### About this exercise
Go to the line containing "last query failed." in the records below and print it and every following line exactly, on through the line containing "a gated link.", then stop.

### Record extracts
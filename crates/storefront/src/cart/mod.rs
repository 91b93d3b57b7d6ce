//! Cart state and presentation.
//!
//! - [`CartStore`] - line items and their durable copy
//! - [`CartView`] - pure view-model for rendering
//! - [`CartPanel`] - the cart drawer: visibility, dispatch, checkout

mod panel;
mod store;
mod view;

pub use panel::{CartPanel, CheckoutNotice};
pub use store::{CartProduct, CartStore};
pub use view::{
    CartAction, CartRowView, CartView, EMPTY_CART_MESSAGE, PanelState, UnknownCartAction,
};
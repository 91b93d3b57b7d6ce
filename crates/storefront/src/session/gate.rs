//! Session gate state machine.

use tracing::{debug, info, instrument};

use super::SessionApi;
use crate::error::{StorefrontError, clear_sentry_user, set_sentry_user};

/// Notice shown when a gated link is clicked without a session.
pub const LOGIN_REQUIRED_NOTICE: &str = "Please log in to access rewards.";

/// Authentication state as last reported by the backend.
#[derive(Debug, Clone, PartialEq, Eq, Default)]
pub enum SessionState {
    /// Not logged in, not yet known, or the last query failed.
    #[default]
    Anonymous,
    Authenticated { username: Option<String> },
}

impl SessionState {
    #[must_use]
    pub const fn is_authenticated(&self) -> bool {
        matches!(self, Self::Authenticated { .. })
    }
}

/// The single navigation affordance shown for the current state.
#[derive(Debug, Clone, PartialEq, Eq)]
pub enum NavChrome {
    Login { href: String },
    Logout { label: String },
}

/// Outcome of clicking a gated link.
#[derive(Debug, Clone, PartialEq, Eq)]
pub enum Navigation {
    /// Follow the link normally.
    Proceed,
    /// Cancel the navigation and go to the login entry point instead.
    Redirect {
        location: String,
        notice: &'static str,
    },
}

/// Reflects the backend session in navigation and guards gated links.
///
/// The gate starts [`SessionState::Anonymous`] and only changes state when a
/// session query completes. A slow query is indistinguishable from being
/// logged out, and a failed query counts as logged out.
///
/// Failures are fail-closed for gated links (the visitor is sent to login)
/// and fail-open for everything else (nothing but the gated link is blocked).
#[derive(Debug)]
pub struct SessionGate<A> {
    api: A,
    state: SessionState,
    login_path: String,
}

impl<A: SessionApi> SessionGate<A> {
    /// Create a gate in the anonymous state.
    pub fn new(api: A, login_path: impl Into<String>) -> Self {
        Self {
            api,
            state: SessionState::Anonymous,
            login_path: login_path.into(),
        }
    }

    /// Query the backend and update the state.
    ///
    /// Any failure leaves the gate anonymous.
    #[instrument(skip(self))]
    pub async fn refresh(&mut self) -> &SessionState {
        let next = match self.api.session_status().await {
            Ok(status) if status.is_authenticated() => SessionState::Authenticated {
                username: status.username.filter(|u| !u.is_empty()),
            },
            Ok(_) => SessionState::Anonymous,
            Err(e) => {
                StorefrontError::from(e).report("Session query");
                SessionState::Anonymous
            }
        };
        self.transition(next);
        &self.state
    }

    /// Invalidate the session, then re-query rather than assume success.
    #[instrument(skip(self))]
    pub async fn logout(&mut self) -> &SessionState {
        if let Err(e) = self.api.logout().await {
            StorefrontError::from(e).report("Logout");
        }
        self.refresh().await
    }

    fn transition(&mut self, next: SessionState) {
        if next == self.state {
            debug!(state = ?self.state, "Session state unchanged");
            return;
        }

        match &next {
            SessionState::Authenticated {
                username: Some(username),
            } => set_sentry_user(username),
            SessionState::Authenticated { username: None } => {}
            SessionState::Anonymous => clear_sentry_user(),
        }
        info!(from = ?self.state, to = ?next, "Session state changed");
        self.state = next;
    }

    #[must_use]
    pub const fn state(&self) -> &SessionState {
        &self.state
    }

    #[must_use]
    pub const fn is_authenticated(&self) -> bool {
        self.state.is_authenticated()
    }

    /// Login or logout affordance; never both, never neither.
    #[must_use]
    pub fn chrome(&self) -> NavChrome {
        match &self.state {
            SessionState::Anonymous => NavChrome::Login {
                href: self.login_path.clone(),
            },
            SessionState::Authenticated {
                username: Some(username),
            } => NavChrome::Logout {
                label: format!("Logout ({username})"),
            },
            SessionState::Authenticated { username: None } => NavChrome::Logout {
                label: "Logout".to_string(),
            },
        }
    }

    /// Decide what a click on a gated link to `destination` does.
    #[must_use]
    pub fn on_gated_click(&self, destination: &str) -> Navigation {
        if self.is_authenticated() {
            return Navigation::Proceed;
        }
        Navigation::Redirect {
            location: self.login_redirect(destination),
            notice: LOGIN_REQUIRED_NOTICE,
        }
    }

    /// Login entry point carrying `destination` as `next=`.
    #[must_use]
    pub fn login_redirect(&self, destination: &str) -> String {
        let separator = if self.login_path.contains('?') { '&' } else { '?' };
        format!(
            "{}{separator}next={}",
            self.login_path,
            urlencoding::encode(destination)
        )
    }

    /// Backend client, mainly for inspection in tests.
    #[must_use]
    pub const fn api(&self) -> &A {
        &self.api
    }
}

### Exercise response
    /// Not logged in, not yet known, or the last query failed.
    #[default]
    Anonymous,
    Authenticated { username: Option<String> },
}

impl SessionState {
    #[must_use]
    pub const fn is_authenticated(&self) -> bool {
        matches!(self, Self::Authenticated { .. })
    }
}

/// The single navigation affordance shown for the current state.
#[derive(Debug, Clone, PartialEq, Eq)]
pub enum NavChrome {
    Login { href: String },
    Logout { label: String },
}

/// Outcome of clicking a gated link.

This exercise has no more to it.